▶ _REQUIRED WORK_:
Transcribe the complete listing exactly.

Start of RECORDS PROVIDED

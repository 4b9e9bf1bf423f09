//! Bounded work patterns executed by the runner.
//!
//! Both loops check the shutdown signal between units and never start a
//! new unit once it has fired. The per-record body is the extension point
//! for real processing.

use std::path::Path;
use std::time::Duration;

use tokio::fs::File;
use tokio::io::{AsyncBufReadExt, BufReader};

use crate::error::{ExitStatus, RunError};
use crate::lifecycle::Shutdown;
use crate::observability::metrics;

/// Result of a run that did not fail.
#[derive(Debug, Clone, Copy, PartialEq, Eq)]
pub enum RunOutcome {
    /// Every unit was processed.
    Completed { units: usize },
    /// Shutdown was observed; `units` were finished before it.
    Interrupted { units: usize },
}

impl RunOutcome {
    pub fn units(&self) -> usize {
        match *self {
            RunOutcome::Completed { units } | RunOutcome::Interrupted { units } => units,
        }
    }

    pub fn exit_status(&self) -> ExitStatus {
        match self {
            RunOutcome::Completed { .. } => ExitStatus::Success,
            RunOutcome::Interrupted { .. } => ExitStatus::Interrupted,
        }
    }
}

/// Shape of the simulated loop used when no input is configured.
#[derive(Debug, Clone, Copy)]
pub struct SimulatedWork {
    pub steps: usize,
    pub step_interval: Duration,
}

impl Default for SimulatedWork {
    fn default() -> Self {
        Self {
            steps: 5,
            step_interval: Duration::from_secs(1),
        }
    }
}

/// Process `path` line by line, one record per line.
pub async fn process_input(path: &Path, shutdown: &Shutdown) -> Result<RunOutcome, RunError> {
    let file = File::open(path).await.map_err(|source| RunError::InputOpen {
        path: path.to_path_buf(),
        source,
    })?;
    let mut reader = BufReader::new(file);
    let mut record = Vec::new();
    let mut processed = 0;

    loop {
        if shutdown.is_triggered() {
            return Ok(RunOutcome::Interrupted { units: processed });
        }

        record.clear();
        let read = reader
            .read_until(b'\n', &mut record)
            .await
            .map_err(|source| RunError::InputRead {
                path: path.to_path_buf(),
                source,
            })?;
        if read == 0 {
            break;
        }
        trim_line_ending(&mut record);

        processed += 1;
        tracing::debug!(record = processed, line = %String::from_utf8_lossy(&record), "processing");
        metrics::record_processed();
    }

    Ok(RunOutcome::Completed { units: processed })
}

/// Records are raw bytes; only the trailing `\n` or `\r\n` is dropped.
fn trim_line_ending(record: &mut Vec<u8>) {
    if record.last() == Some(&b'\n') {
        record.pop();
        if record.last() == Some(&b'\r') {
            record.pop();
        }
    }
}

/// Run the fixed number of simulated steps, sleeping between them.
pub async fn simulate(work: SimulatedWork, shutdown: &Shutdown) -> RunOutcome {
    let mut completed = 0;

    for step in 1..=work.steps {
        if shutdown.is_triggered() {
            return RunOutcome::Interrupted { units: completed };
        }

        tracing::info!(step, total = work.steps, "working...");
        tokio::select! {
            _ = shutdown.cancelled() => return RunOutcome::Interrupted { units: completed },
            _ = tokio::time::sleep(work.step_interval) => {}
        }

        completed += 1;
        metrics::record_step();
    }

    RunOutcome::Completed { units: completed }
}

#[cfg(test)]
mod tests {
    use super::*;
    use std::io::Write;
    use std::sync::Arc;

    fn quick(steps: usize) -> SimulatedWork {
        SimulatedWork {
            steps,
            step_interval: Duration::from_millis(10),
        }
    }

    #[tokio::test]
    async fn processes_every_line() {
        let mut file = tempfile::NamedTempFile::new().unwrap();
        write!(file, "alpha\nbeta\ngamma\n").unwrap();

        let outcome = process_input(file.path(), &Shutdown::new()).await.unwrap();
        assert_eq!(outcome, RunOutcome::Completed { units: 3 });
    }

    #[tokio::test]
    async fn last_line_without_newline_counts() {
        let mut file = tempfile::NamedTempFile::new().unwrap();
        write!(file, "one\ntwo").unwrap();

        let outcome = process_input(file.path(), &Shutdown::new()).await.unwrap();
        assert_eq!(outcome.units(), 2);
    }

    #[tokio::test]
    async fn non_utf8_records_are_processed() {
        let mut file = tempfile::NamedTempFile::new().unwrap();
        file.write_all(b"caf\xe9\nplain\r\nthird\n").unwrap();

        let outcome = process_input(file.path(), &Shutdown::new()).await.unwrap();
        assert_eq!(outcome, RunOutcome::Completed { units: 3 });
    }

    #[test]
    fn line_endings_are_trimmed() {
        let mut crlf = b"abc\r\n".to_vec();
        trim_line_ending(&mut crlf);
        assert_eq!(crlf, b"abc");

        let mut bare = b"abc".to_vec();
        trim_line_ending(&mut bare);
        assert_eq!(bare, b"abc");
    }

    #[tokio::test]
    async fn input_stops_when_triggered() {
        let mut file = tempfile::NamedTempFile::new().unwrap();
        write!(file, "a\nb\nc\n").unwrap();
        let shutdown = Shutdown::new();
        shutdown.trigger();

        let outcome = process_input(file.path(), &shutdown).await.unwrap();
        assert_eq!(outcome, RunOutcome::Interrupted { units: 0 });
    }

    #[tokio::test]
    async fn missing_input_is_runtime_error() {
        let err = process_input(Path::new("/no/such/input.txt"), &Shutdown::new())
            .await
            .unwrap_err();
        assert!(matches!(err, RunError::InputOpen { .. }));
        assert_eq!(err.exit_status(), ExitStatus::RuntimeError);
    }

    #[tokio::test]
    async fn simulation_runs_all_steps() {
        let outcome = simulate(quick(3), &Shutdown::new()).await;
        assert_eq!(outcome, RunOutcome::Completed { units: 3 });
        assert_eq!(outcome.exit_status(), ExitStatus::Success);
    }

    #[tokio::test]
    async fn pre_triggered_simulation_does_no_steps() {
        let shutdown = Shutdown::new();
        shutdown.trigger();

        let outcome = simulate(quick(5), &shutdown).await;
        assert_eq!(outcome, RunOutcome::Interrupted { units: 0 });
        assert_eq!(outcome.exit_status(), ExitStatus::Interrupted);
    }

    #[tokio::test]
    async fn trigger_mid_step_cuts_the_sleep_short() {
        let shutdown = Arc::new(Shutdown::new());
        let work = SimulatedWork {
            steps: 5,
            step_interval: Duration::from_secs(30),
        };

        let trigger = shutdown.clone();
        tokio::spawn(async move {
            tokio::time::sleep(Duration::from_millis(20)).await;
            trigger.trigger();
        });

        let outcome = tokio::time::timeout(Duration::from_secs(2), simulate(work, &shutdown))
            .await
            .expect("simulation should stop promptly");
        assert_eq!(outcome, RunOutcome::Interrupted { units: 0 });
    }
}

End of RECORDS PROVIDED

▶ _OUTPUT BELOW_:
repository 4b9e9bf1bf423f09
//! Bounded work patterns executed by the runner.
//!
//! Both loops check the shutdown signal between units and never start a
//! new unit once it has fired. The per-record body is the extension point
//! for real processing.

use std::path::Path;
use std::time::Duration;

use tokio::fs::File;
use tokio::io::{AsyncBufReadExt, BufReader};

use crate::error::{ExitStatus, RunError};
use crate::lifecycle::Shutdown;
use crate::observability::metrics;

/// Result of a run that did not fail.
#[derive(Debug, Clone, Copy, PartialEq, Eq)]
pub enum RunOutcome {
    /// Every unit was processed.
    Completed { units: usize },
    /// Shutdown was observed; `units` were finished before it.
    Interrupted { units: usize },
}

impl RunOutcome {
    pub fn units(&self) -> usize {
        match *self {
            RunOutcome::Completed { units } | RunOutcome::Interrupted { units } => units,
        }
    }

    pub fn exit_status(&self) -> ExitStatus {
        match self {
            RunOutcome::Completed { .. } => ExitStatus::Success,
            RunOutcome::Interrupted { .. } => ExitStatus::Interrupted,
        }
    }
}

/// Shape of the simulated loop used when no input is configured.
#[derive(Debug, Clone, Copy)]
pub struct SimulatedWork {
    pub steps: usize,
    pub step_interval: Duration,
}

impl Default for SimulatedWork {
    fn default() -> Self {
        Self {
            steps: 5,
            step_interval: Duration::from_secs(1),
        }
    }
}

/// Process `path` line by line, one record per line.
pub async fn process_input(path: &Path, shutdown: &Shutdown) -> Result<RunOutcome, RunError> {
    let file = File::open(path).await.map_err(|source| RunError::InputOpen {
        path: path.to_path_buf(),
        source,
    })?;
    let mut reader = BufReader::new(file);
    let mut record = Vec::new();
    let mut processed = 0;

    loop {
        if shutdown.is_triggered() {
            return Ok(RunOutcome::Interrupted { units: processed });
        }

        record.clear();
        let read = reader
            .read_until(b'\n', &mut record)
            .await
            .map_err(|source| RunError::InputRead {
                path: path.to_path_buf(),
                source,
            })?;
        if read == 0 {
            break;
        }
        trim_line_ending(&mut record);

        processed += 1;
        tracing::debug!(record = processed, line = %String::from_utf8_lossy(&record), "processing");
        metrics::record_processed();
    }

    Ok(RunOutcome::Completed { units: processed })
}

/// Records are raw bytes; only the trailing `\n` or `\r\n` is dropped.
fn trim_line_ending(record: &mut Vec<u8>) {
    if record.last() == Some(&b'\n') {
        record.pop();
        if record.last() == Some(&b'\r') {
            record.pop();
        }
    }
}

/// Run the fixed number of simulated steps, sleeping between them.
pub async fn simulate(work: SimulatedWork, shutdown: &Shutdown) -> RunOutcome {
    let mut completed = 0;

    for step in 1..=work.steps {
        if shutdown.is_triggered() {
            return RunOutcome::Interrupted { units: completed };
        }

        tracing::info!(step, total = work.steps, "working...");
        tokio::select! {
            _ = shutdown.cancelled() => return RunOutcome::Interrupted { units: completed },
            _ = tokio::time::sleep(work.step_interval) => {}
        }

        completed += 1;
        metrics::record_step();
    }

    RunOutcome::Completed { units: completed }
}

#[cfg(test)]
mod tests {
    use super::*;
    use std::io::Write;
    use std::sync::Arc;

    fn quick(steps: usize) -> SimulatedWork {
        SimulatedWork {
            steps,
            step_interval: Duration::from_millis(10),
        }
    }

    #[tokio::test]
    async fn processes_every_line() {
        let mut file = tempfile::NamedTempFile::new().unwrap();
        write!(file, "alpha\nbeta\ngamma\n").unwrap();

        let outcome = process_input(file.path(), &Shutdown::new()).await.unwrap();
        assert_eq!(outcome, RunOutcome::Completed { units: 3 });
    }

    #[tokio::test]
    async fn last_line_without_newline_counts() {
        let mut file = tempfile::NamedTempFile::new().unwrap();
        write!(file, "one\ntwo").unwrap();

        let outcome = process_input(file.path(), &Shutdown::new()).await.unwrap();
        assert_eq!(outcome.units(), 2);
    }

    #[tokio::test]
    async fn non_utf8_records_are_processed() {
        let mut file = tempfile::NamedTempFile::new().unwrap();
        file.write_all(b"caf\xe9\nplain\r\nthird\n").unwrap();

        let outcome = process_input(file.path(), &Shutdown::new()).await.unwrap();
        assert_eq!(outcome, RunOutcome::Completed { units: 3 });
    }

    #[test]
    fn line_endings_are_trimmed() {
        let mut crlf = b"abc\r\n".to_vec();
        trim_line_ending(&mut crlf);
        assert_eq!(crlf, b"abc");

        let mut bare = b"abc".to_vec();
        trim_line_ending(&mut bare);
        assert_eq!(bare, b"abc");
    }

    #[tokio::test]
    async fn input_stops_when_triggered() {
        let mut file = tempfile::NamedTempFile::new().unwrap();
        write!(file, "a\nb\nc\n").unwrap();
        let shutdown = Shutdown::new();
        shutdown.trigger();

        let outcome = process_input(file.path(), &shutdown).await.unwrap();
        assert_eq!(outcome, RunOutcome::Interrupted { units: 0 });
    }

    #[tokio::test]
    async fn missing_input_is_runtime_error() {
        let err = process_input(Path::new("/no/such/input.txt"), &Shutdown::new())
            .await
            .unwrap_err();
        assert!(matches!(err, RunError::InputOpen { .. }));
        assert_eq!(err.exit_status(), ExitStatus::RuntimeError);
    }

    #[tokio::test]
    async fn simulation_runs_all_steps() {
        let outcome = simulate(quick(3), &Shutdown::new()).await;
        assert_eq!(outcome, RunOutcome::Completed { units: 3 });
        assert_eq!(outcome.exit_status(), ExitStatus::Success);
    }

    #[tokio::test]
    async fn pre_triggered_simulation_does_no_steps() {
        let shutdown = Shutdown::new();
        shutdown.trigger();

        let outcome = simulate(quick(5), &shutdown).await;
        assert_eq!(outcome, RunOutcome::Interrupted { units: 0 });
        assert_eq!(outcome.exit_status(), ExitStatus::Interrupted);
    }

    #[tokio::test]
    async fn trigger_mid_step_cuts_the_sleep_short() {
        let shutdown = Arc::new(Shutdown::new());
        let work = SimulatedWork {
            steps: 5,
            step_interval: Duration::from_secs(30),
        };

        let trigger = shutdown.clone();
        tokio::spawn(async move {
            tokio::time::sleep(Duration::from_millis(20)).await;
            trigger.trigger();
        });

        let outcome = tokio::time::timeout(Duration::from_secs(2), simulate(work, &shutdown))
            .await
            .expect("simulation should stop promptly");
        assert_eq!(outcome, RunOutcome::Interrupted { units: 0 });
    }
}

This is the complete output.